How to complete this task:
Copy, word for word, each line of the data below from the first through the line containing "the unit and", and stop there.

Dataset entries:
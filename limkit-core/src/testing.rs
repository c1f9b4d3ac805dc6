//! Offline transports and response builders.
//!
//! `ScriptedTransport` replays a fixed response queue or answers through a
//! handler closure, and records every request it sees. Used by the unit and
//! integration tests and usable by downstream crates that want to exercise a
//! client without a server.

use std::collections::VecDeque;
use std::sync::{Mutex, PoisonError};

use crate::error::{LimError, Result};
use crate::transport::{HttpResponse, Transport};

#[derive(Debug, Clone, Copy, PartialEq, Eq)]
pub enum Method {
    Get,
    Post,
}

#[derive(Debug, Clone, PartialEq, Eq)]
pub struct RecordedRequest {
    pub method: Method,
    pub url: String,
    pub body: Option<String>,
}

type Handler = Box<dyn Fn(&RecordedRequest) -> HttpResponse + Send + Sync>;

enum Script {
    Queue(Mutex<VecDeque<HttpResponse>>),
    Handler(Handler),
}

pub struct ScriptedTransport {
    script: Script,
    requests: Mutex<Vec<RecordedRequest>>,
}

impl ScriptedTransport {
    /// Answer requests with `responses` in order; fails once the queue runs dry.
    pub fn new(responses: impl IntoIterator<Item = HttpResponse>) -> Self {
        Self {
            script: Script::Queue(Mutex::new(responses.into_iter().collect())),
            requests: Mutex::new(Vec::new()),
        }
    }

    /// Answer every request through `handler`.
    pub fn with_handler<F>(handler: F) -> Self
    where
        F: Fn(&RecordedRequest) -> HttpResponse + Send + Sync + 'static,
    {
        Self {
            script: Script::Handler(Box::new(handler)),
            requests: Mutex::new(Vec::new()),
        }
    }

    pub fn requests(&self) -> Vec<RecordedRequest> {
        self.requests
            .lock()
            .unwrap_or_else(PoisonError::into_inner)
            .clone()
    }

    pub fn request_count(&self) -> usize {
        self.requests
            .lock()
            .unwrap_or_else(PoisonError::into_inner)
            .len()
    }

    fn respond(&self, request: RecordedRequest) -> Result<HttpResponse> {
        let response = match &self.script {
            Script::Queue(queue) => queue
                .lock()
                .unwrap_or_else(PoisonError::into_inner)
                .pop_front()
                .ok_or_else(|| {
                    LimError::Network(format!("no scripted response for {}", request.url))
                })?,
            Script::Handler(handler) => handler(&request),
        };
        self.requests
            .lock()
            .unwrap_or_else(PoisonError::into_inner)
            .push(request);
        Ok(response)
    }
}

impl Transport for ScriptedTransport {
    fn post(&self, url: &str, _content_type: &str, body: &str) -> Result<HttpResponse> {
        self.respond(RecordedRequest {
            method: Method::Post,
            url: url.to_string(),
            body: Some(body.to_string()),
        })
    }

    fn get(&self, url: &str) -> Result<HttpResponse> {
        self.respond(RecordedRequest {
            method: Method::Get,
            url: url.to_string(),
            body: None,
        })
    }
}

// ── Response bodies ─────────────────────────────────────────────────

/// Completed data report; `values` are row-major.
pub fn complete_body(columns: &[&str], dates: &[&str], values: &[f64]) -> String {
    let mut body = String::from("<DataRequestResponse status=\"100\"><Reports>");
    for c in columns {
        body.push_str(&format!("<ColumnHeadings>{c}</ColumnHeadings>"));
    }
    for d in dates {
        body.push_str(&format!("<RowDates>{d}</RowDates>"));
    }
    for v in values {
        body.push_str(&format!("<Values>{v}</Values>"));
    }
    body.push_str("</Reports></DataRequestResponse>");
    body
}

pub fn pending_body(job_id: u64) -> String {
    format!("<DataRequestResponse status=\"200\" id=\"{job_id}\"/>")
}

pub fn no_data_body() -> String {
    "<DataRequestResponse status=\"130\" statusMsg=\"No data\"/>".to_string()
}

pub fn status_body(code: i64, message: &str) -> String {
    format!("<DataRequestResponse status=\"{code}\" statusMsg=\"{message}\"/>")
}

pub fn upload_accepted_body(job_id: &str) -> String {
    format!("<uploadResponse intStatus=\"202\" jobID=\"{job_id}\"/>")
}

pub fn job_report_body(code: &str, message: &str) -> String {
    format!("<jobReport><status><code>{code}</code><message>{message}</message></status></jobReport>")
}

pub fn relations_body(symbol: &str, children: &[&str]) -> String {
    let mut body = format!("<Relations><Relation name=\"{symbol}\"><Children>");
    for child in children {
        body.push_str(&format!("<Relation name=\"{child}\"/>"));
    }
    body.push_str("</Children></Relation></Relations>");
    body
}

Your response:
filename limkit-core/src/testing.rs
repository c1f9b4d3ac805dc6
//! Offline transports and response builders.
//!
//! `ScriptedTransport` replays a fixed response queue or answers through a
//! handler closure, and records every request it sees. Used by the unit and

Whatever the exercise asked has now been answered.